July 28, 2022
3 min read
July 28, 2022
3 min read
Byanyima, Dunaway and Fauci report no relevant financial disclosures.
In its annual report, UNAIDS said urgent action is needed to get the fight against HIV/AIDS back on track after it was derailed by “overlapping crises,” leaving up to 4,000 people with new HIV infections every day.
“The data we are sharing today bring painful but important news,” UNAIDS Executive Director Winnie Byanyima said during a press briefing.
Byanyima said the response has been thrown off by the colliding pandemics of HIV and COVID-19, the war in the Ukraine and resulting economic crises.
“Progress has been stalled, inequalities have widened, and millions of lives are at risk,” she added.
New UNAIDS data released as part of the International AIDS Conference showed that progress in combating HIV has slowed, with the number of new infections dropping by only 3.6% between 2020 and 2021. This was the smallest annual decline since 2016, Byanyima said.
In total, 38.4 million people were living with HIV globally in 2021 — 36.7 million adults aged 15 years or older and 1.7 million children — of whom 85% knew their status, leaving approximately 5.9 million who did not know that they were living with HIV.
There were 1.5 million new HIV infections, which translates to roughly 4,000 per day and is 1 million more cases than the UNAIDS goal of 500,000.
By the end of 2021, most people with HIV (75%) were accessing treatment, including 76% of people aged 15 years or older and 52% of children. Despite this, there were 650,000 AIDS-related deaths in 2021.
“Last year, in 2021, we lost one person every minute to AIDS-related illness even though we have the medicines needed to save those lives,” Byanyima said.
“Let me clarify, this report is not a call to despair; this is a call to action,” she added. “This report shows us how to have an effective response — by addressing inequalities head on.”
The report highlighted inequalities in the HIV burden seen among people aged 15 to 24 years — particularly young women.
According to the report, a new infection occurred in an adolescent girl or young woman every 2 minutes.

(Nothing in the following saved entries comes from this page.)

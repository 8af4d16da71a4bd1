//! Work partitioning
//!
//! Splits the total visit count into per-worker quotas that are as even as
//! possible: the remainder goes to the first workers, so no two quotas ever
//! differ by more than one.

/// A worker's share of the total visit count
///
/// Immutable once computed; quotas always sum to the requested total.
#[derive(Debug, Clone, Copy, PartialEq, Eq)]
pub struct WorkerQuota {
    /// Index of the worker this quota belongs to
    pub worker_index: usize,

    /// Number of visits assigned to the worker
    pub assigned_count: u64,
}

/// Splits `total` visits across `workers` quotas
///
/// `base = total / workers`; the first `total % workers` workers receive one
/// extra visit. Deterministic and sum-preserving. Workers with a zero quota
/// are still listed; the dispatcher skips spawning them.
///
/// # Arguments
///
/// * `total` - Total number of visits to distribute
/// * `workers` - Number of workers to distribute across
///
/// # Returns
///
/// One quota per worker, in worker-index order; empty when `workers` is 0.
pub fn partition(total: u64, workers: u32) -> Vec<WorkerQuota> {
    if workers == 0 {
        return Vec::new();
    }

    let workers = workers as u64;
    let base = total / workers;
    let remainder = total % workers;

    (0..workers)
        .map(|index| WorkerQuota {
            worker_index: index as usize,
            assigned_count: base + u64::from(index < remainder),
        })
        .collect()
}
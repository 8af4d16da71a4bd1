//! Dispatcher - worker pool orchestration
//!
//! This module contains the run loop that coordinates a whole visit run:
//! - Partitioning the total count into per-worker quotas
//! - Starting and stopping the resource monitor with the run
//! - Spawning one task per non-empty quota
//! - Draining in-flight workers on completion or cancellation
//! - Producing the final summary from the shared counter

use crate::config::Config;
use crate::counter::VisitCounter;
use crate::dispatch::partition::partition;
use crate::dispatch::retry::RetryPolicy;
use crate::dispatch::shutdown::{shutdown_channel, ShutdownToken};
use crate::dispatch::WorkerQuota;
use crate::monitor::{CpuSampler, ResourceMonitor};
use crate::output::{ProgressReporter, RunSummary};
use crate::visit::{ErrorClass, VisitOutcome, VisitorFactory};
use std::sync::Arc;
use std::time::Duration;

/// Lifecycle of one dispatch run
#[derive(Debug, Clone, Copy, PartialEq, Eq)]
enum RunState {
    Idle,
    Running,
    Draining,
    Completed,
}

fn transition(state: &mut RunState, to: RunState) {
    tracing::debug!("Run state: {:?} -> {:?}", *state, to);
    *state = to;
}

/// Orchestrates one visit run over an injected visit capability
pub struct Dispatcher {
    config: Config,
    factory: Arc<dyn VisitorFactory>,
    reporter: Arc<dyn ProgressReporter>,
    sampler: Arc<dyn CpuSampler>,
}

impl Dispatcher {
    /// Creates a new dispatcher
    ///
    /// # Arguments
    ///
    /// * `config` - The validated run configuration
    /// * `factory` - Produces one visit session per worker
    /// * `reporter` - Receives one event per terminal outcome
    /// * `sampler` - CPU utilization source for the resource monitor
    pub fn new(
        config: Config,
        factory: Arc<dyn VisitorFactory>,
        reporter: Arc<dyn ProgressReporter>,
        sampler: Arc<dyn CpuSampler>,
    ) -> Self {
        Self {
            config,
            factory,
            reporter,
            sampler,
        }
    }

    /// Runs the visit plan to completion
    ///
    /// Individual visit failures are data, not errors, so the run itself
    /// cannot fail: a summary is always produced, including after external
    /// cancellation through `shutdown`.
    pub async fn run(&self, shutdown: ShutdownToken) -> RunSummary {
        let total = self.config.visit.total_visits;
        let mut state = RunState::Idle;

        let counter = Arc::new(VisitCounter::new());

        // The monitor lives exactly as long as the run
        let (monitor_stop, monitor_token) = shutdown_channel();
        let monitor = ResourceMonitor::start(
            Arc::clone(&self.sampler),
            &self.config.throttle,
            monitor_token,
        );

        let policy = RetryPolicy::new(
            self.config.visit.max_retries,
            monitor.signal(),
            Duration::from_millis(self.config.throttle.pause_poll_ms),
        );

        let quotas = partition(total, self.config.visit.workers);
        let active = quotas.iter().filter(|q| q.assigned_count > 0).count();

        transition(&mut state, RunState::Running);
        tracing::info!("Dispatching {} visits across {} workers", total, active);

        let mut handles = Vec::with_capacity(active);
        for quota in quotas.into_iter().filter(|q| q.assigned_count > 0) {
            handles.push(tokio::spawn(run_worker(
                quota,
                Arc::clone(&self.factory),
                policy.clone(),
                Arc::clone(&counter),
                Arc::clone(&self.reporter),
                shutdown.clone(),
            )));
        }

        let join_all = async {
            for handle in handles {
                if let Err(e) = handle.await {
                    // A panicking worker loses its remaining quota, never the run
                    tracing::error!("Worker task ended abnormally: {}", e);
                }
            }
        };
        tokio::pin!(join_all);

        let mut cancel = shutdown.clone();
        let interrupted = tokio::select! {
            _ = &mut join_all => false,
            _ = cancel.wait() => true,
        };

        transition(&mut state, RunState::Draining);
        if interrupted {
            tracing::info!("Cancellation received, draining in-flight workers");
            join_all.await;
        }

        monitor_stop.shutdown();
        monitor.stop().await;

        transition(&mut state, RunState::Completed);
        let stats = counter.get_stats();
        tracing::info!(
            "Run completed: {} succeeded, {} failed in {:.1}s",
            stats.success,
            stats.fail,
            stats.elapsed.as_secs_f64()
        );

        RunSummary::from_stats(total, stats, interrupted)
    }
}

/// One worker draining its quota sequentially
///
/// The worker owns its visitor for its whole lifetime: sequential visits may
/// reuse session state, `reset` runs between visits, and `close` runs exactly
/// once at the end regardless of how the quota ended.
async fn run_worker(
    quota: WorkerQuota,
    factory: Arc<dyn VisitorFactory>,
    policy: RetryPolicy,
    counter: Arc<VisitCounter>,
    reporter: Arc<dyn ProgressReporter>,
    mut shutdown: ShutdownToken,
) {
    let index = quota.worker_index;

    let mut visitor = match factory.create(index).await {
        Ok(visitor) => visitor,
        Err(e) => {
            // Acquisition faults become classified failures; the pool keeps going
            tracing::error!("Worker {} could not acquire a visit session: {}", index, e);
            for _ in 0..quota.assigned_count {
                counter.increment_fail();
                let outcome = VisitOutcome::Failure {
                    class: ErrorClass::Other,
                    message: format!("session acquisition failed: {}", e),
                };
                let (success, fail) = counter.get_counts();
                reporter.on_attempt_complete(&outcome, success, fail).await;
            }
            return;
        }
    };

    tracing::debug!("Worker {} starting quota of {}", index, quota.assigned_count);

    for visit_no in 0..quota.assigned_count {
        if shutdown.is_shutdown() {
            tracing::debug!(
                "Worker {} draining with {} visits unprocessed",
                index,
                quota.assigned_count - visit_no
            );
            break;
        }

        match policy
            .execute_with_retry(visitor.as_mut(), &counter, &mut shutdown)
            .await
        {
            Some(outcome) => {
                let (success, fail) = counter.get_counts();
                reporter.on_attempt_complete(&outcome, success, fail).await;
            }
            // Cancelled before an attempt completed; nothing to report
            None => break,
        }

        if visit_no + 1 < quota.assigned_count {
            visitor.reset();
        }
    }

    // Release the session exactly once; close() swallows its own faults
    visitor.close().await;
    tracing::debug!("Worker {} finished", index);
}

#[cfg(test)]
mod tests {
    use super::*;
    use crate::config::{HttpConfig, ThrottleConfig, VisitConfig};
    use crate::output::NullReporter;
    use crate::visit::Visitor;
    use crate::RevisitError;
    use async_trait::async_trait;
    use std::sync::atomic::{AtomicU64, Ordering};

    fn create_test_config(total_visits: u64, workers: u32) -> Config {
        Config {
            visit: VisitConfig {
                target_url: "https://example.com/".to_string(),
                total_visits,
                workers,
                max_retries: 2,
            },
            throttle: ThrottleConfig {
                cpu_threshold_percent: 100.0,
                sample_interval_ms: 1000,
                pause_poll_ms: 100,
            },
            http: HttpConfig::default(),
        }
    }

    struct IdleSampler;

    impl CpuSampler for IdleSampler {
        fn sample_cpu_percent(&self) -> Option<f32> {
            Some(0.0)
        }
    }

    #[derive(Default)]
    struct LifecycleCounts {
        visits: AtomicU64,
        resets: AtomicU64,
        closes: AtomicU64,
        created: AtomicU64,
    }

    struct TrackingVisitor {
        counts: Arc<LifecycleCounts>,
    }

    #[async_trait]
    impl Visitor for TrackingVisitor {
        async fn visit(&mut self) -> VisitOutcome {
            self.counts.visits.fetch_add(1, Ordering::Relaxed);
            VisitOutcome::Success {
                status_code: 200,
                elapsed: Duration::from_millis(1),
            }
        }

        fn reset(&mut self) {
            self.counts.resets.fetch_add(1, Ordering::Relaxed);
        }

        async fn close(&mut self) {
            self.counts.closes.fetch_add(1, Ordering::Relaxed);
        }
    }

    struct TrackingFactory {
        counts: Arc<LifecycleCounts>,
    }

    #[async_trait]
    impl VisitorFactory for TrackingFactory {
        async fn create(&self, _worker_index: usize) -> Result<Box<dyn Visitor>, RevisitError> {
            self.counts.created.fetch_add(1, Ordering::Relaxed);
            Ok(Box::new(TrackingVisitor {
                counts: Arc::clone(&self.counts),
            }))
        }
    }

    struct BrokenFactory;

    #[async_trait]
    impl VisitorFactory for BrokenFactory {
        async fn create(&self, _worker_index: usize) -> Result<Box<dyn Visitor>, RevisitError> {
            Err(RevisitError::Io(std::io::Error::new(
                std::io::ErrorKind::Other,
                "no sessions available",
            )))
        }
    }

    fn dispatcher_with(factory: Arc<dyn VisitorFactory>, total: u64, workers: u32) -> Dispatcher {
        Dispatcher::new(
            create_test_config(total, workers),
            factory,
            Arc::new(NullReporter),
            Arc::new(IdleSampler),
        )
    }

    #[tokio::test]
    async fn test_all_visits_succeed() {
        let counts = Arc::new(LifecycleCounts::default());
        let factory = Arc::new(TrackingFactory {
            counts: Arc::clone(&counts),
        });
        let (_sender, token) = shutdown_channel();

        let summary = dispatcher_with(factory, 10, 3).run(token).await;

        assert_eq!(summary.success, 10);
        assert_eq!(summary.fail, 0);
        assert!(!summary.interrupted);
        assert_eq!(counts.visits.load(Ordering::Relaxed), 10);
    }

    #[tokio::test]
    async fn test_one_session_per_worker() {
        let counts = Arc::new(LifecycleCounts::default());
        let factory = Arc::new(TrackingFactory {
            counts: Arc::clone(&counts),
        });
        let (_sender, token) = shutdown_channel();

        dispatcher_with(factory, 10, 3).run(token).await;

        // One visitor created and closed per spawned worker
        assert_eq!(counts.created.load(Ordering::Relaxed), 3);
        assert_eq!(counts.closes.load(Ordering::Relaxed), 3);
        // Reset runs between visits, not after the last: quotas 4,3,3 -> 3+2+2
        assert_eq!(counts.resets.load(Ordering::Relaxed), 7);
    }

    #[tokio::test]
    async fn test_zero_quota_workers_not_spawned() {
        let counts = Arc::new(LifecycleCounts::default());
        let factory = Arc::new(TrackingFactory {
            counts: Arc::clone(&counts),
        });
        let (_sender, token) = shutdown_channel();

        let summary = dispatcher_with(factory, 2, 5).run(token).await;

        assert_eq!(summary.success, 2);
        // Only the two workers with non-empty quotas ever got a session
        assert_eq!(counts.created.load(Ordering::Relaxed), 2);
        assert_eq!(counts.closes.load(Ordering::Relaxed), 2);
    }

    #[tokio::test]
    async fn test_session_acquisition_failure_burns_quota() {
        let (_sender, token) = shutdown_channel();

        let summary = dispatcher_with(Arc::new(BrokenFactory), 4, 2).run(token).await;

        assert_eq!(summary.success, 0);
        assert_eq!(summary.fail, 4);
        assert!(!summary.interrupted);
    }
}
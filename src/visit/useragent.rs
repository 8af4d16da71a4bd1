//! User agent rotation
//!
//! Each visit carries a user agent drawn from a shared pool, either the
//! operator-supplied list or a small built-in set of common browser strings.

use rand::seq::SliceRandom;

/// Built-in user agents used when the configuration supplies none
const DEFAULT_USER_AGENTS: &[&str] = &[
    "Mozilla/5.0 (Windows NT 10.0; Win64; x64) AppleWebKit/537.36 (KHTML, like Gecko) Chrome/120.0.0.0 Safari/537.36",
    "Mozilla/5.0 (Macintosh; Intel Mac OS X 10_15_7) AppleWebKit/537.36 (KHTML, like Gecko) Chrome/119.0.0.0 Safari/537.36",
    "Mozilla/5.0 (Macintosh; Intel Mac OS X 10_15_7) AppleWebKit/605.1.15 (KHTML, like Gecko) Version/17.1 Safari/605.1.15",
    "Mozilla/5.0 (Windows NT 10.0; Win64; x64; rv:121.0) Gecko/20100101 Firefox/121.0",
    "Mozilla/5.0 (X11; Linux x86_64) AppleWebKit/537.36 (KHTML, like Gecko) Chrome/120.0.0.0 Safari/537.36",
];

/// Pool of user agent strings shared by all workers
#[derive(Debug, Clone)]
pub struct UserAgentPool {
    agents: Vec<String>,
}

impl UserAgentPool {
    /// Creates a pool from the configured list, falling back to the
    /// built-in set when the list is empty
    pub fn new(configured: &[String]) -> Self {
        let agents = if configured.is_empty() {
            DEFAULT_USER_AGENTS.iter().map(|s| s.to_string()).collect()
        } else {
            configured.to_vec()
        };

        Self { agents }
    }

    /// Picks a user agent at random
    pub fn next(&self) -> &str {
        self.agents
            .choose(&mut rand::thread_rng())
            .expect("pool is never empty")
    }

    /// Number of distinct user agents in the pool
    pub fn len(&self) -> usize {
        self.agents.len()
    }

    pub fn is_empty(&self) -> bool {
        self.agents.is_empty()
    }
}
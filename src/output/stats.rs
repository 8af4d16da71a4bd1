//! Run summary generation and display

use crate::counter::CounterStats;
use chrono::{DateTime, Utc};
use std::time::Duration;

/// Final statistics for one run
#[derive(Debug, Clone)]
pub struct RunSummary {
    /// Number of visits the run was asked to perform
    pub requested: u64,

    /// Visits that completed successfully
    pub success: u64,

    /// Visits that exhausted their retries
    pub fail: u64,

    /// Wall time from run start to the last worker joining
    pub elapsed: Duration,

    /// Successful visits per minute
    pub visits_per_minute: f64,

    /// Whether the run was cut short by external cancellation
    pub interrupted: bool,

    /// When the summary was produced
    pub finished_at: DateTime<Utc>,
}

impl RunSummary {
    /// Builds a summary from the counter's final statistics
    pub fn from_stats(requested: u64, stats: CounterStats, interrupted: bool) -> Self {
        Self {
            requested,
            success: stats.success,
            fail: stats.fail,
            elapsed: stats.elapsed,
            visits_per_minute: stats.visits_per_minute,
            interrupted,
            finished_at: Utc::now(),
        }
    }

    /// Fraction of processed visits that succeeded, as a percentage
    pub fn success_rate(&self) -> f64 {
        let processed = self.success + self.fail;
        if processed > 0 {
            self.success as f64 / processed as f64 * 100.0
        } else {
            0.0
        }
    }
}

/// Prints the run summary to stdout in a formatted manner
///
/// # Arguments
///
/// * `summary` - The summary to display
pub fn print_summary(summary: &RunSummary) {
    println!("=== Visit Statistics ===\n");

    if summary.interrupted {
        println!("Run interrupted - totals below cover completed visits only\n");
    }

    println!("Requested: {}", summary.requested);
    println!("Successful: {}", summary.success);
    println!("Failed: {}", summary.fail);
    println!("Elapsed: {:.1}s", summary.elapsed.as_secs_f64());
    println!("Rate: {:.1} visits/minute", summary.visits_per_minute);
    println!("Success rate: {:.1}%", summary.success_rate());
    println!(
        "Finished at: {}",
        summary.finished_at.format("%Y-%m-%d %H:%M:%S UTC")
    );
}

In Sub-Saharan Africa, teenage girls and young women accounted for 63% of all new cases.
“This is an area where we need to double down and do more,” said Keren Dunaway, gender equality officer at the International Community of Women Living with HIV.
Similarly, in 2021, other key populations including sex workers, men who have sex with men, people who inject drugs and transgender women accounted for a large number of new HIV infections — 70%. These populations faced a 30, 28, 35 and 14 times higher risk for acquiring HIV, respectively.
A crucial element to combating these setbacks is funding. However, the report showed that resources available for HIV in low- and middle-income countries declined, leaving their HIV responses $8 billion short of the amount needed by 2025.
According to the report, overseas development assistance for HIV from country donors — with the exception of the U.S. — has dropped by 57% over the last decade. Unlike what was seen in previous years, domestic HIV investments are not replacing lost international funding. In fact, the report showed that domestic funding in low- and middle-income countries has fallen for 2 consecutive years, including by 2% in 2021. Low- and middle-income countries will need an estimated $29 billion to get back on track in 2025 to end AIDS as a global health threat.
“It is still possible for leaders to get the response back on track to end AIDS by 2030,” Byanyima said. “Ending AIDS will cost much less money than not ending AIDS.”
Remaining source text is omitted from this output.